The Agentic AI Second Eye, and What It Can't See
Originally published on our website.
This is the second piece in a three-part series on how we’ve put AI agents to work inside the firm. The first covered what the agents do for us. This one is about where they break, and what those failures reveal about us.
The verification reflex
As mentioned in part one, Natalie Hoya is our entire legal team. There is no associate down the hall to catch a mistake, no second lawyer to confirm she’s reading the right clause in the right version of the right document. So when she describes the agents as a “second eye,” she means it literally. But the phrase carries a condition: the eye only works because she’s still reading everything herself.
That instinct turns out to be universal at AVV, and nobody had to be told to develop it. For high-stakes work, the team has independently converged on the same habit: trust the agent to do the first pass, then check it as if it were done by a sharp but unproven junior analyst.
GP Eddie Thai is blunt about why the analogy holds. “I wouldn’t call it upping my game,” he says, comparing the agents to human analysts. “Even for human analysts and associates, you’d have to rigorously check where the information is coming from, how they came to the conclusions.” The difference now is speed: there’s no time gap and less risk of being misunderstood. The standards, however, haven’t changed. “I still have to keep my standard up,” he says, “and not fall into the trap of, okay, I can just rely on what AI is putting out without checking it. It’s still prone to error.”
Partner Hau Ly applies the same discipline to numbers headed for LPs. When Ava (our AI portfolio analyst) returns a figure for a report, Hau’s reflex is to push back before she believes it. “Give me the sources so I can verify,” she’ll say. Natalie frames the dependency more plainly: “The most important thing is that we have the right set of data, because otherwise Ava cannot give the data I want correctly.”
While AVV arrived at this by instinct, one of our LPs has turned into a process. Francis Perelman, AI Program Manager at Capria Ventures, has spent the past 18 months building out the firm’s internal agents, and the discipline around them is formalized in a way ours isn’t yet.
Every agent runs against a set of written rules, and anything that would be written to a document, spreadsheet, or presentation has to be pre-approved by a person, either in Slack or by email, before it goes through. They run evaluation systems that compare an agent’s output whenever a prompt or input changes to catch regressions. And there’s a standing expectation that every team member checks an agent’s output after using it, including for the agents that run on their own.
It’s the same reflex we’ve described, scaled into a routine, with the explicit goal of keeping the agents reliable. Seeing it codified elsewhere makes something clear: the double-checking isn’t just a temporary phase on the way to trust, it’s the permanent cost of using these tools well.

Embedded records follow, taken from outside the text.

//! Benchmarking setup for pallet-arbitration
#![cfg(feature = "runtime-benchmarks")]

use super::*;
use crate::Pallet as Arbitration;
use frame_benchmarking::v2::*;
use frame_support::traits::{Currency, Get};
use frame_system::{pallet_prelude::BlockNumberFor, RawOrigin};
use sp_runtime::traits::Saturating;
use sp_std::{vec, vec::Vec};

const SEED: u32 = 0;

/// Create an account holding enough to stake, file and pay out refunds several times over
fn funded_account<T: Config>(name: &'static str, index: u32) -> T::AccountId {
	let who: T::AccountId = account(name, index, SEED);
	let balance = T::MaxArbitratorStake::get()
		.saturating_add(T::MaxRefundAmount::get())
		.saturating_add(T::FilingFee::get())
		.saturating_mul(10u32.into());
	T::Currency::make_free_balance_be(&who, balance);
	who
}

fn registered_arbitrator<T: Config>(index: u32) -> Result<T::AccountId, BenchmarkError> {
	let who = funded_account::<T>("arbitrator", index);
	Arbitration::<T>::do_register(who.clone(), T::MinArbitratorStake::get())?;
	Ok(who)
}

/// Longest accepted hashes and description, so that the stored dispute has its maximum size
fn dispute_input<T: Config>() -> (Vec<u8>, Vec<u8>, Vec<u8>) {
	let hash_len = T::MaxHashLength::get() as usize;
	(
		vec![0xab; hash_len],
		vec![b'd'; T::MaxDescriptionLength::get() as usize],
		vec![0xcd; hash_len],
	)
}

fn filed_dispute<T: Config>() -> Result<(T::AccountId, DisputeId), BenchmarkError> {
	let complainant = funded_account::<T>("complainant", 0);
	let node: T::AccountId = account("node", 0, SEED);
	let (file_hash, description, evidence_hash) = dispute_input::<T>();
	let id = Arbitration::<T>::do_file_dispute(
		complainant.clone(),
		node,
		1,
		file_hash,
		description,
		evidence_hash,
		T::MaxRefundAmount::get(),
	)?;
	Ok((complainant, id))
}

#[benchmarks]
mod benchmarks {
	use super::*;

	#[benchmark]
	fn register_arbitrator() -> Result<(), BenchmarkError> {
		let caller = funded_account::<T>("arbitrator", 0);
		let stake = T::MinArbitratorStake::get();

		#[extrinsic_call]
		_(RawOrigin::Signed(caller.clone()), stake);

		assert_eq!(Arbitrators::<T>::get(&caller).map(|info| info.stake), Some(stake));
		Ok(())
	}

	#[benchmark]
	fn top_up_stake() -> Result<(), BenchmarkError> {
		let caller = registered_arbitrator::<T>(0)?;
		let additional = T::MinArbitratorStake::get();

		#[extrinsic_call]
		_(RawOrigin::Signed(caller.clone()), additional);

		assert_eq!(
			Arbitrators::<T>::get(&caller).map(|info| info.stake),
			Some(T::MinArbitratorStake::get().saturating_add(additional))
		);
		Ok(())
	}

	#[benchmark]
	fn withdraw_arbitrator() -> Result<(), BenchmarkError> {
		let caller = registered_arbitrator::<T>(0)?;

		#[extrinsic_call]
		_(RawOrigin::Signed(caller.clone()));

		assert_eq!(Arbitrators::<T>::get(&caller).map(|info| info.is_active), Some(false));
		Ok(())
	}

	#[benchmark]
	fn file_dispute() -> Result<(), BenchmarkError> {
		let caller = funded_account::<T>("complainant", 0);
		let node: T::AccountId = account("node", 0, SEED);
		let (file_hash, description, evidence_hash) = dispute_input::<T>();

		#[extrinsic_call]
		_(
			RawOrigin::Signed(caller),
			node,
			1,
			file_hash,
			description,
			evidence_hash,
			T::MaxRefundAmount::get(),
		);

		assert_eq!(LastDisputeId::<T>::get(), 1);
		Ok(())
	}

	#[benchmark]
	fn cancel_dispute() -> Result<(), BenchmarkError> {
		let (complainant, id) = filed_dispute::<T>()?;

		#[extrinsic_call]
		_(RawOrigin::Signed(complainant), id);

		assert_eq!(
			Disputes::<T>::get(id).map(|dispute| dispute.status),
			Some(DisputeStatus::Cancelled)
		);
		Ok(())
	}

	#[benchmark]
	fn cast_vote() -> Result<(), BenchmarkError> {
		let (_, id) = filed_dispute::<T>()?;
		let caller = registered_arbitrator::<T>(0)?;

		#[extrinsic_call]
		_(RawOrigin::Signed(caller.clone()), id, 1, T::MinArbitratorStake::get());

		assert!(Votes::<T>::contains_key(id, &caller));
		Ok(())
	}

	// Every voter backs the user, so resolution also pays the refund.
	#[benchmark]
	fn resolve_dispute(
		v: Linear<{ T::QuorumThreshold::get() }, { T::MaxVotesPerDispute::get() }>,
	) -> Result<(), BenchmarkError> {
		let (_, id) = filed_dispute::<T>()?;
		for i in 0..v {
			let voter = registered_arbitrator::<T>(i)?;
			Arbitration::<T>::do_cast_vote(voter, id, 1, T::MinArbitratorStake::get())?;
		}
		let voting_end = Disputes::<T>::get(id)
			.map(|dispute| dispute.voting_end)
			.ok_or(BenchmarkError::Stop("dispute was not stored"))?;
		frame_system::Pallet::<T>::set_block_number(
			voting_end.saturating_add(BlockNumberFor::<T>::from(1u32)),
		);
		// Voter stakes alone may not cover the refund.
		let _ = T::Currency::deposit_creating(
			&Arbitration::<T>::custody_account(),
			T::MaxRefundAmount::get(),
		);
		let caller = funded_account::<T>("caller", 0);

		#[extrinsic_call]
		_(RawOrigin::Signed(caller), id);

		assert_eq!(
			Disputes::<T>::get(id).map(|dispute| dispute.status),
			Some(DisputeStatus::ResolvedForUser)
		);
		Ok(())
	}

	impl_benchmark_test_suite!(Arbitration, crate::mock::new_test_ext(), crate::mock::Test);
}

This is the theme of this piece: the hardest problems we’ve run into aren’t really about the agents at all.
The mirror, part one: the agents show us our data
The clearest pattern in our first few weeks of working with Ava and Khoa (our AI generalist) is that the agents are far better at exposing our gaps than at hiding them. Their failures tend to be honest and often about our own data.
Hau ran into this while building a fund-level report. She asked Ava how many board seats and board observer positions AVV holds across Fund II, and Ava couldn’t find the answer. The instructive part is what that meant: not that the agent was incapable, but that the data wasn’t reliably there. “That points me to where a potential data gap is,” she says, and then to the harder question of how we keep that information current and accessible in the first place. As she puts it, the agents can only work with what we give them.
Partner Adrian Latortue ran into the same dynamic from the other direction. He prompted Khoa to verify the board observer and board seat rights we hold at a few companies, partly because he wasn’t sure our records were accurate. In checking, the agent flagged an error nobody had caught: internal links to the wrong folders, and folders with inaccurate material. In the end, Adrian went looking for one answer and found a structural problem in how some of our records were organized.
These are not stories about AI being smart. They’re stories about a system that tells you if something is a mess when you point it in that direction.
The mirror, part two: the agents show us ourselves
The mirror reflects more than data. It reflects habits and dependencies, too.
Adrian noted that since different team members use the firm’s various databases in different ways, when an agent fails at something, the person best placed to diagnose it may assume the data simply isn’t there. In fact, the agent may simply not know how to read it. He describes the trap as initially assuming “the data’s not there,” when in reality, it may be that nobody taught the agent where to look.
This is something of a bottleneck at times, as the person who built an agent is often the only one who fully understands what it can and can’t do. For Adrian, that creates some lack of clarity around what we should or should not use the agents for. “It’s weird,” he says, “because it’s like, hey, use the agents. But by the way, don’t use the agents for this stuff.” Unless you built it, you don’t really know which side of the line you’re on.
In the case of traditional software, this uncertainty would have changed the value calculation. If a program couldn’t reliably handle simple things, it was harder to trust it for difficult tasks. Agentic AI, on the other hand, requires experimentation. If the results of a query aren’t what you expected, they can be addressed and fixed on the next run. Instead of being fully trusted out of the box, agents must be refined over time.
The costs nobody priced in
There’s are areas of friction that will become more notable as we expand our use of agents: what all of this costs, and what it’s safe to run.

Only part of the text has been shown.